The storm was behind them. It was shrieking in across the ice field, across the stilled sea, wailing like an Underverse chorus. Everything in the world that was loose was beginning to shake. The three Ascommani felt the grit of sleet hitting their necks and the backs of their heads. They heard the prickle of it pelting off their mail shirts.

The storm of men was in front of them. They were Hradcana, most of them, three or four score painted for murder, but there were Balt too, just arriving in their slower boats, slithering up the ice-cake beach in their eagerness.

It was a strange eagerness. It was born of desperation, the frantic wish to be free of a burden or a curse, to discharge an onerous duty and be done with it. There was no yelling, no war-shouts, no rousing bellow of comradeship and common purpose. They had no taste for it, or else fear had soured the words in their mouths.

They were chanting instead, steady and slow. They were reciting the rhymes of banishment and aversion they had learned around the aett hearth as children, the sharpened words, the strong words, the power words, the words with enough of a death-edge on them to keep bad stars at bay.

But the bad star was keeping them at bay too.

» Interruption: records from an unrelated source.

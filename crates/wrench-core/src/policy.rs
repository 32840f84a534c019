//! Bundles retry, circuit breaking and rate limiting around a stage.

use crate::circuit_breaker::CircuitBreaker;
use crate::limiter::RateLimiter;
use crate::retry::{RetryOpts, retry_stage};
use crate::stage::Stage;

/// The guards applied to calls against one downstream dependency.
///
/// [`wrap`](Self::wrap) layers them as `retry(breaker(limiter_wait(stage)))`:
/// every retry attempt goes through the breaker, and every admitted call
/// waits for a rate-limit token. A breaker rejection is retried like any other
/// failure, so the retry backoff also spaces out probes of an open circuit.
#[derive(Debug, Clone)]
pub struct ResiliencePolicy {
    pub retry: RetryOpts,
    pub breaker: Option<CircuitBreaker>,
    pub limiter: Option<RateLimiter>,
}

impl ResiliencePolicy {
    pub fn new(retry: RetryOpts) -> Self {
        Self {
            retry,
            breaker: None,
            limiter: None,
        }
    }

    pub fn with_breaker(mut self, breaker: CircuitBreaker) -> Self {
        self.breaker = Some(breaker);
        self
    }

    pub fn with_limiter(mut self, limiter: RateLimiter) -> Self {
        self.limiter = Some(limiter);
        self
    }

    pub fn wrap<In, Out>(&self, stage: Stage<In, Out>) -> Stage<In, Out>
    where
        In: Clone + Send + 'static,
        Out: Send + 'static,
    {
        let mut stage = stage;
        if let Some(limiter) = &self.limiter {
            stage = limiter.limited_wait(stage);
        }
        if let Some(breaker) = &self.breaker {
            stage = breaker.protect(stage);
        }
        retry_stage(self.retry, stage)
    }
}

impl Default for ResiliencePolicy {
    fn default() -> Self {
        Self::new(RetryOpts::default())
    }
}
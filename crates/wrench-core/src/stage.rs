//! Composable pipeline stages.
//!
//! A [`Stage`] is a cheaply cloneable handle to an async, fallible function
//! `(CancellationToken, In) -> Result<Out, AppError>`. Stages own no resources
//! of their own; anything a stage needs (an HTTP client, a registry) is
//! captured by the closure it was built from.
//!
//! Composition always short-circuits: once a stage fails, nothing downstream
//! runs and the failure is returned unchanged.

use std::future::Future;
use std::sync::Arc;

use futures::FutureExt;
use futures::future::BoxFuture;
use tokio_util::sync::CancellationToken;
use tracing::Instrument;

use crate::error::AppError;
use crate::parallel::par_map_result;
use crate::result::collect;

type StageFn<In, Out> =
    dyn Fn(CancellationToken, In) -> BoxFuture<'static, Result<Out, AppError>> + Send + Sync;

pub struct Stage<In, Out> {
    f: Arc<StageFn<In, Out>>,
}

impl<In, Out> Clone for Stage<In, Out> {
    fn clone(&self) -> Self {
        Self {
            f: Arc::clone(&self.f),
        }
    }
}

impl<In, Out> Stage<In, Out>
where
    In: Send + 'static,
    Out: Send + 'static,
{
    pub fn new<F, Fut>(f: F) -> Self
    where
        F: Fn(CancellationToken, In) -> Fut + Send + Sync + 'static,
        Fut: Future<Output = Result<Out, AppError>> + Send + 'static,
    {
        Self {
            f: Arc::new(move |cancel, input| f(cancel, input).boxed()),
        }
    }

    pub fn run(&self, cancel: CancellationToken, input: In) -> BoxFuture<'static, Result<Out, AppError>> {
        (self.f)(cancel, input)
    }

    /// Method form of [`then`].
    pub fn then<Next>(self, next: Stage<Out, Next>) -> Stage<In, Next>
    where
        Next: Send + 'static,
    {
        then(self, next)
    }
}

/// Runs `first`, then feeds its output to `second`. `second` never runs if
/// `first` fails.
pub fn then<A, B, C>(first: Stage<A, B>, second: Stage<B, C>) -> Stage<A, C>
where
    A: Send + 'static,
    B: Send + 'static,
    C: Send + 'static,
{
    Stage::new(move |cancel: CancellationToken, a: A| {
        let first = first.clone();
        let second = second.clone();
        async move {
            let b = first
                .run(cancel.clone(), a)
                .instrument(tracing::debug_span!("stage.first"))
                .await?;
            second
                .run(cancel, b)
                .instrument(tracing::debug_span!("stage.second"))
                .await
        }
    })
}

/// Composes same-typed stages left to right. No stages is the identity.
pub fn pipeline<T>(stages: Vec<Stage<T, T>>) -> Stage<T, T>
where
    T: Send + 'static,
{
    let stages: Arc<[Stage<T, T>]> = stages.into();
    Stage::new(move |cancel: CancellationToken, input: T| {
        let stages = Arc::clone(&stages);
        async move {
            let mut value = input;
            for stage in stages.iter() {
                value = stage.run(cancel.clone(), value).await?;
            }
            Ok(value)
        }
    })
}

/// Applies a single-item stage to a batch with at most `workers` items in
/// flight (`0` = all at once).
///
/// The batch fails as a whole if any item fails, reporting the failure with
/// the lowest input index.
pub fn batch<T, U>(workers: usize, stage: Stage<T, U>) -> Stage<Vec<T>, Vec<U>>
where
    T: Send + 'static,
    U: Send + 'static,
{
    Stage::new(move |cancel: CancellationToken, items: Vec<T>| {
        let stage = stage.clone();
        async move {
            let results = par_map_result(items, workers, move |item| {
                stage.run(cancel.clone(), item)
            })
            .await;
            collect(results)
        }
    })
}

/// Lifts a total function into a stage that always succeeds.
pub fn map<In, Out, F>(f: F) -> Stage<In, Out>
where
    In: Send + 'static,
    Out: Send + 'static,
    F: Fn(In) -> Out + Send + Sync + 'static,
{
    let f = Arc::new(f);
    Stage::new(move |_cancel: CancellationToken, input: In| {
        let out = f(input);
        async move { Ok(out) }
    })
}

/// Runs an observer on the value and passes it through unchanged.
pub fn tap<T, F>(f: F) -> Stage<T, T>
where
    T: Send + 'static,
    F: Fn(&CancellationToken, &T) + Send + Sync + 'static,
{
    Stage::new(move |cancel: CancellationToken, input: T| {
        f(&cancel, &input);
        async move { Ok(input) }
    })
}

/// Wraps a stage in a `tracing` span named after the stage.
///
/// On failure the error is recorded on the span (`error` field) and logged
/// inside it before being returned unchanged.
pub fn traced<In, Out>(name: &'static str, stage: Stage<In, Out>) -> Stage<In, Out>
where
    In: Send + 'static,
    Out: Send + 'static,
{
    Stage::new(move |cancel: CancellationToken, input: In| {
        let stage = stage.clone();
        let span = tracing::info_span!(
            "stage",
            stage = name,
            otel.status_code = tracing::field::Empty,
            error = tracing::field::Empty,
        );
        async move {
            let result = stage.run(cancel, input).instrument(span.clone()).await;
            if let Err(e) = &result {
                span.record("otel.status_code", "ERROR");
                span.record("error", tracing::field::display(e));
                span.in_scope(|| tracing::warn!(stage = name, error = %e, "Stage failed"));
            }
            result
        }
    })
}
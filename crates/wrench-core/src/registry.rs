//! In-process [`ManualRegistry`].
//!
//! Entries are kept in insertion order, which doubles as discovery order for
//! [`list_by_status`](ManualRegistry::list_by_status). Useful for tests and
//! for dry runs that should not touch the database.

use std::collections::HashMap;
use std::sync::{Arc, Mutex};

use crate::error::AppError;
use crate::manual::{ManualEntry, ManualStats, ManualStatus};
use crate::traits::ManualRegistry;

#[derive(Debug, Default)]
struct Entries {
    order: Vec<String>,
    by_id: HashMap<String, ManualEntry>,
}

#[derive(Debug, Clone, Default)]
pub struct MemoryRegistry {
    inner: Arc<Mutex<Entries>>,
}

impl MemoryRegistry {
    pub fn new() -> Self {
        Self::default()
    }

    /// Builds a registry pre-populated with `entries`.
    pub fn with_entries(entries: impl IntoIterator<Item = ManualEntry>) -> Self {
        let registry = Self::new();
        {
            let mut inner = registry.lock_inner();
            for entry in entries {
                upsert(&mut inner, entry);
            }
        }
        registry
    }

    /// Snapshot of all entries in insertion order.
    pub fn entries(&self) -> Vec<ManualEntry> {
        let inner = self.lock_inner();
        inner
            .order
            .iter()
            .filter_map(|id| inner.by_id.get(id).cloned())
            .collect()
    }

    fn lock_inner(&self) -> std::sync::MutexGuard<'_, Entries> {
        self.inner.lock().unwrap_or_else(|poisoned| {
            tracing::warn!("Recovered from poisoned registry mutex");
            poisoned.into_inner()
        })
    }
}

fn upsert(inner: &mut Entries, entry: ManualEntry) {
    if !inner.by_id.contains_key(&entry.id) {
        inner.order.push(entry.id.clone());
    }
    inner.by_id.insert(entry.id.clone(), entry);
}

impl ManualRegistry for MemoryRegistry {
    async fn list_by_status(
        &self,
        status: ManualStatus,
        limit: usize,
    ) -> Result<Vec<ManualEntry>, AppError> {
        let inner = self.lock_inner();
        Ok(inner
            .order
            .iter()
            .filter_map(|id| inner.by_id.get(id))
            .filter(|e| e.status == status)
            .take(limit)
            .cloned()
            .collect())
    }

    async fn update_status(
        &self,
        id: &str,
        status: ManualStatus,
        error: Option<&str>,
    ) -> Result<(), AppError> {
        let mut inner = self.lock_inner();
        let entry = inner
            .by_id
            .get_mut(id)
            .ok_or_else(|| AppError::NotFound(id.to_string()))?;
        entry.status = status;
        entry.error = error.map(str::to_string);
        Ok(())
    }

    async fn save(&self, entry: &ManualEntry) -> Result<(), AppError> {
        upsert(&mut self.lock_inner(), entry.clone());
        Ok(())
    }

    async fn get(&self, id: &str) -> Result<Option<ManualEntry>, AppError> {
        Ok(self.lock_inner().by_id.get(id).cloned())
    }

    async fn stats(&self) -> Result<ManualStats, AppError> {
        let inner = self.lock_inner();
        let mut stats = ManualStats::default();
        for entry in inner.by_id.values() {
            stats.total += 1;
            *stats
                .by_status
                .entry(entry.status.as_str().to_string())
                .or_default() += 1;
            *stats.by_source.entry(entry.source_site.clone()).or_default() += 1;
        }
        Ok(stats)
    }

    async fn requeue_failed(&self, limit: usize) -> Result<u64, AppError> {
        let mut inner = self.lock_inner();
        let failed: Vec<String> = inner
            .order
            .iter()
            .filter(|id| {
                inner
                    .by_id
                    .get(*id)
                    .is_some_and(|e| e.status == ManualStatus::Failed)
            })
            .take(limit)
            .cloned()
            .collect();

        for id in &failed {
            if let Some(entry) = inner.by_id.get_mut(id) {
                entry.status = ManualStatus::Discovered;
                entry.error = None;
            }
        }
        Ok(failed.len() as u64)
    }
}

They were a great gang of men: hersirs, mostly, veterans, riggers, strong men with arms made thick from axe-work and backs made broad from the long oar. They crowded the beach: an army, bigger than any decent raiding party, as many faces as Fith had ever seen in one place. With a host like that, you could take a kingdom. You could conquer a chief’s whole territory.

All they had to do, these men, was kill three hersirs and a cripple. Three hersirs and a cripple with but one shield between them, stuck on a shingle spit in the cold empty, with nowhere left to run and nothing at their backs except the approaching enmity of the winter’s last, psychopathic storm.

Yet they were faltering. They were wary. There was no conviction in their surges. When they rushed in, they rushed in with fear in their eyes and hesitation in their blades. Each surge drove the Ascommani back closer to the ice, where standing steady and meeting a push would be impossible. But after half a dozen surges, Fith, Brom and Lern had knocked ten men down with red snow under them.